Commentary

Automation Reality Check: How Innovation Will Strike a Balance

Everyone’s in love with RTB — even the branding folks. But while RTB is great for many sites like portals, it’s questionable whether premium buys can benefit from biddable sales.

Can a premium publisher realistically be an audience buy? I doubt it; their sites aren’t designed for direct response. But by the same token, audience buys may not be appropriate for brand marketers.

Premium publishers are well-suited to brand marketers, underscoring the fact that branding and direct response have such dramatically different needs in placement, pricing, creative, measurement and more. As a result of these vastly different types of marketers, we now have a bifurcated market. 

The positive result of this bifurcated market is innovation: In a medium that evolved to nurture direct marketing, branding must find a way to thrive. Direct response won’t build a brand, so brand marketers are forced to find creative ways to tell their stories in an online world that was built for text ads 150x300 banners.

But a branding medium is equally inhospitable to direct response, and isn’t built for quick-hit calls to action. Innovation will find a middle ground and address the overlap.

What makes branding special and different from a lot of direct response is the exclusivity, the beautiful narrative content and context. These elements are not easily secured in the bid/auction environment. When was the last time you saw a Cezanne for sale on eBay? Yes, there are some exclusive auctions for pre-qualified bidders, but this doesn’t serve all sites or all marketers. Innovation applies to both worlds.

Events are defined differently in direct response and branding — and leveraged differently, too. In the physical world, scheduled public events appeal more to brands. For example, take the Super Bowl, in which every big brand under the sun spends millions launching new campaigns featuring mischievous squirrels, Clydesdales and talking babies.
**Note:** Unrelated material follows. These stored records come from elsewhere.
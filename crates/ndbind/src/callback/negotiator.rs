//! Kernel negotiation: from a host kernel object to one native entry point.
//!
//! ## Purpose
//!
//! A pluggable operation accepts a kernel object that may be a raw
//! function-pointer capsule, a capsule labeled with its C signature, or a host
//! callable. This module inspects the object once, decides which of these it
//! is, and produces a [`KernelBinding`] from which the engine receives exactly
//! one function pointer and one context pointer.
//!
//! ## Design notes
//!
//! * **Closed variant**: The three kernel kinds are the variants of one enum,
//!   built once per request and released with it.
//! * **Typed families**: Each family is a marker type implementing
//!   [`CallbackFamily`], which fixes the Rust function pointer type, the host
//!   thunk, and the signature table used for labeled capsules.
//! * **Stable context**: A host callable's state is boxed so the context
//!   pointer handed to the engine stays valid however the binding moves.
//!
//! ## Invariants
//!
//! * Extra argument containers are validated before the kernel is inspected.
//! * A labeled capsule whose signature matches no table entry is rejected.
//! * The engine never sees a null function pointer.

// External dependencies
use std::ffi::{c_int, c_void};
use std::fmt::{Debug, Formatter, Result as FmtResult};
use tracing::debug;

// Internal dependencies
use crate::callback::context::CallbackContext;
use crate::callback::signature::KernelFamily;
use crate::callback::thunks::{
    filter1d_thunk, filter_thunk, map_thunk, Filter1DFn, FilterFn, HostCallbackState, MapFn,
};
use crate::host::value::HostValue;
use crate::primitives::errors::{BindError, BindResult};

// ============================================================================
// Families
// ============================================================================

/// A kernel calling convention known at compile time.
pub trait CallbackFamily: 'static {
    /// Rust type of the native function pointer.
    type Fn: Copy + Debug;

    /// Runtime tag of this family.
    const FAMILY: KernelFamily;

    /// The thunk that forwards to a host callable.
    fn thunk() -> Self::Fn;

    /// Reinterpret a raw pointer as this family's function type.
    ///
    /// # Safety
    ///
    /// `pointer` must be a non-null function with this family's signature.
    unsafe fn from_raw(pointer: *const c_void) -> Self::Fn;
}

/// Generic 1-D filter kernels.
#[derive(Debug, Clone, Copy)]
pub struct Filter1D;

/// Generic n-D filter kernels.
#[derive(Debug, Clone, Copy)]
pub struct Filter;

/// Geometric transform mapping kernels.
#[derive(Debug, Clone, Copy)]
pub struct Map;

impl CallbackFamily for Filter1D {
    type Fn = Filter1DFn;
    const FAMILY: KernelFamily = KernelFamily::Filter1D;

    fn thunk() -> Filter1DFn {
        filter1d_thunk
    }

    unsafe fn from_raw(pointer: *const c_void) -> Filter1DFn {
        std::mem::transmute::<*const c_void, Filter1DFn>(pointer)
    }
}

impl CallbackFamily for Filter {
    type Fn = FilterFn;
    const FAMILY: KernelFamily = KernelFamily::Filter;

    fn thunk() -> FilterFn {
        filter_thunk
    }

    unsafe fn from_raw(pointer: *const c_void) -> FilterFn {
        std::mem::transmute::<*const c_void, FilterFn>(pointer)
    }
}

impl CallbackFamily for Map {
    type Fn = MapFn;
    const FAMILY: KernelFamily = KernelFamily::Map;

    fn thunk() -> MapFn {
        map_thunk
    }

    unsafe fn from_raw(pointer: *const c_void) -> MapFn {
        std::mem::transmute::<*const c_void, MapFn>(pointer)
    }
}

// ============================================================================
// Native Kernel
// ============================================================================

/// The function pointer and context pointer the engine calls.
pub struct NativeKernel<F: CallbackFamily> {
    /// Entry point.
    pub function: F::Fn,

    /// Opaque context passed as the last argument.
    pub context: *mut c_void,
}

impl<F: CallbackFamily> Clone for NativeKernel<F> {
    fn clone(&self) -> Self {
        *self
    }
}

impl<F: CallbackFamily> Copy for NativeKernel<F> {}

impl<F: CallbackFamily> Debug for NativeKernel<F> {
    fn fmt(&self, f: &mut Formatter<'_>) -> FmtResult {
        f.debug_struct("NativeKernel")
            .field("family", &F::FAMILY)
            .field("function", &self.function)
            .field("context", &self.context)
            .finish()
    }
}

impl NativeKernel<Filter1D> {
    /// Run the kernel over one line. Returns `false` when it reports failure.
    pub fn invoke(&self, input: &[f64], output: &mut [f64]) -> bool {
        // SAFETY: the binding that produced this kernel keeps `context` alive
        // for the request, and both slices are valid for their lengths.
        unsafe {
            (self.function)(
                input.as_ptr(),
                input.len() as isize,
                output.as_mut_ptr(),
                output.len() as isize,
                self.context,
            ) != 0
        }
    }
}

impl NativeKernel<Filter> {
    /// Reduce one window to a value. Returns `None` when the kernel reports failure.
    pub fn invoke(&self, window: &[f64]) -> Option<f64> {
        let mut value = 0.0;
        // SAFETY: as for the 1-D filter; `value` is a valid output slot.
        let status = unsafe {
            (self.function)(
                window.as_ptr(),
                window.len() as isize,
                &mut value,
                self.context,
            )
        };
        (status != 0).then_some(value)
    }
}

impl NativeKernel<Map> {
    /// Map an output coordinate into `in_coord`. Returns `false` on failure.
    pub fn invoke(&self, out_coord: &[isize], in_coord: &mut [f64]) -> bool {
        // SAFETY: as for the 1-D filter; ranks equal the slice lengths.
        unsafe {
            (self.function)(
                out_coord.as_ptr(),
                in_coord.as_mut_ptr(),
                out_coord.len() as c_int,
                in_coord.len() as c_int,
                self.context,
            ) != 0
        }
    }
}

// ============================================================================
// Kernel Binding
// ============================================================================

/// A negotiated kernel, owned by the request that uses it.
pub enum KernelBinding<F: CallbackFamily> {
    /// A capsule whose signature label matched the family's table.
    NativeExported {
        /// Entry point.
        function: F::Fn,
        /// Context pointer from the capsule.
        context: *mut c_void,
    },

    /// An unlabeled capsule, trusted to follow the family's convention.
    LowLevelCallable {
        /// Entry point.
        function: F::Fn,
        /// Context pointer from the capsule.
        context: *mut c_void,
    },

    /// A host callable reached through the family's thunk.
    HostCallable(Box<HostCallbackState>),
}

impl<F: CallbackFamily> KernelBinding<F> {
    /// Negotiate `kernel` with the given extra argument containers.
    pub fn negotiate(
        kernel: &HostValue,
        extra_arguments: &HostValue,
        extra_keywords: &HostValue,
    ) -> BindResult<Self> {
        let context = CallbackContext::from_host(extra_arguments, extra_keywords)?;
        Self::negotiate_with(kernel, context)
    }

    /// Negotiate `kernel` with an already validated context.
    pub fn negotiate_with(kernel: &HostValue, context: CallbackContext) -> BindResult<Self> {
        let family = F::FAMILY;
        let binding = match kernel {
            HostValue::Capsule(capsule) => {
                if capsule.pointer().is_null() {
                    return Err(BindError::UnsupportedCallable(format!(
                        "{family} capsule holds a null function pointer"
                    )));
                }
                // SAFETY: `Capsule::new` obliges its creator to supply a
                // function matching the label, or the family's convention
                // when unlabeled; labels are checked against the table below.
                let function = unsafe { F::from_raw(capsule.pointer()) };
                let context = capsule.context();
                match capsule.name() {
                    None => Self::LowLevelCallable { function, context },
                    Some(label) => match family.match_signature(label) {
                        Some(_) => Self::NativeExported { function, context },
                        None => {
                            return Err(BindError::UnsupportedCallable(format!(
                                "invalid callable signature '{label}' for {family} kernel"
                            )))
                        }
                    },
                }
            }
            HostValue::Callable(callable) => Self::HostCallable(Box::new(HostCallbackState::new(
                callable.clone(),
                context,
                family.adapter_shape(),
            ))),
            other => {
                return Err(BindError::UnsupportedCallable(format!(
                    "{} is not a callable or low-level callable for {family} kernel",
                    other.type_name()
                )))
            }
        };
        debug!(family = family.name(), kind = binding.kind(), "kernel negotiated");
        Ok(binding)
    }

    /// Negotiate an optional kernel; the host null value means "none".
    pub fn negotiate_optional(
        kernel: &HostValue,
        extra_arguments: &HostValue,
        extra_keywords: &HostValue,
    ) -> BindResult<Option<Self>> {
        if kernel.is_none() {
            return Ok(None);
        }
        Self::negotiate(kernel, extra_arguments, extra_keywords).map(Some)
    }

    /// Variant name, for logs.
    pub fn kind(&self) -> &'static str {
        match self {
            Self::NativeExported { .. } => "native",
            Self::LowLevelCallable { .. } => "low-level",
            Self::HostCallable(_) => "host",
        }
    }

    /// The (function, context) pair to hand to the engine.
    pub fn native(&mut self) -> NativeKernel<F> {
        match self {
            Self::NativeExported { function, context }
            | Self::LowLevelCallable { function, context } => NativeKernel {
                function: *function,
                context: *context,
            },
            Self::HostCallable(state) => NativeKernel {
                function: F::thunk(),
                context: (&mut **state as *mut HostCallbackState).cast::<c_void>(),
            },
        }
    }

    /// Number of host invocations so far (zero for native kernels).
    pub fn host_calls(&self) -> usize {
        match self {
            Self::HostCallable(state) => state.calls(),
            _ => 0,
        }
    }

    /// Remove and return the error parked by a failed host invocation.
    pub fn take_error(&mut self) -> Option<BindError> {
        match self {
            Self::HostCallable(state) => state.take_error(),
            _ => None,
        }
    }
}

impl<F: CallbackFamily> Debug for KernelBinding<F> {
    fn fmt(&self, f: &mut Formatter<'_>) -> FmtResult {
        f.debug_struct("KernelBinding")
            .field("family", &F::FAMILY)
            .field("kind", &self.kind())
            .finish()
    }
}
Similar activities occur online and off during Fashion Week, Advertising Week, close the Oscars and other pivotal points on the calendar. These are branding events – not focused on a particular sale or offer, but deliberately placed in juxtaposition to a highly anticipated, appropriate event.

In direct response, events aren’t calendar-based. They’re real-time, instant and opportunistic. For example, if a consumer buys a phone online, they’re immediately offered a new case or headset before or just after checkout. If the event is a shoe purchase, they’re offered socks.

So, could a premium publisher like Hearst or Condé Nast offer sites that go after an audience? Yes, but it’s probably not the best use of their site. And offering both premium branding and RTB might devalue their audience and make their site overall less appealing to premium buyers. Think about it: Can you image Vogue selling a full-page direct-response ad?

That brings up another key point here, which is paramount to any discussion of 100% automation: When advertisers are publishers, aren’t publishers also brands? If The New York Times had a direct response ad for a second-rate dating site on its homepage, wouldn’t it be jarring?  Perhaps several pages back or on the bottom of a page, it would feel more natural.

Traditionalists like me embrace innovation, but we won’t let it tarnish the brand. If 90% of all ads were purchased via RTB, and 10% were physically sold, a lot would be lost for the industry. Context, content and relevance can’t be curated by machines. Content integration creates one-of-a-kind experiences, the holy grail for brand advertisers.

Innovation will bring us to a place where both the brand and direct marketer can thrive online. Publishers like USA Today and The Atlantic are rolling the ball in that direction. But that innovation won’t rely solely on automation. There will always be a place for human intelligence and creativity in online advertising. Without it, the industry would crumble like a rusted robot.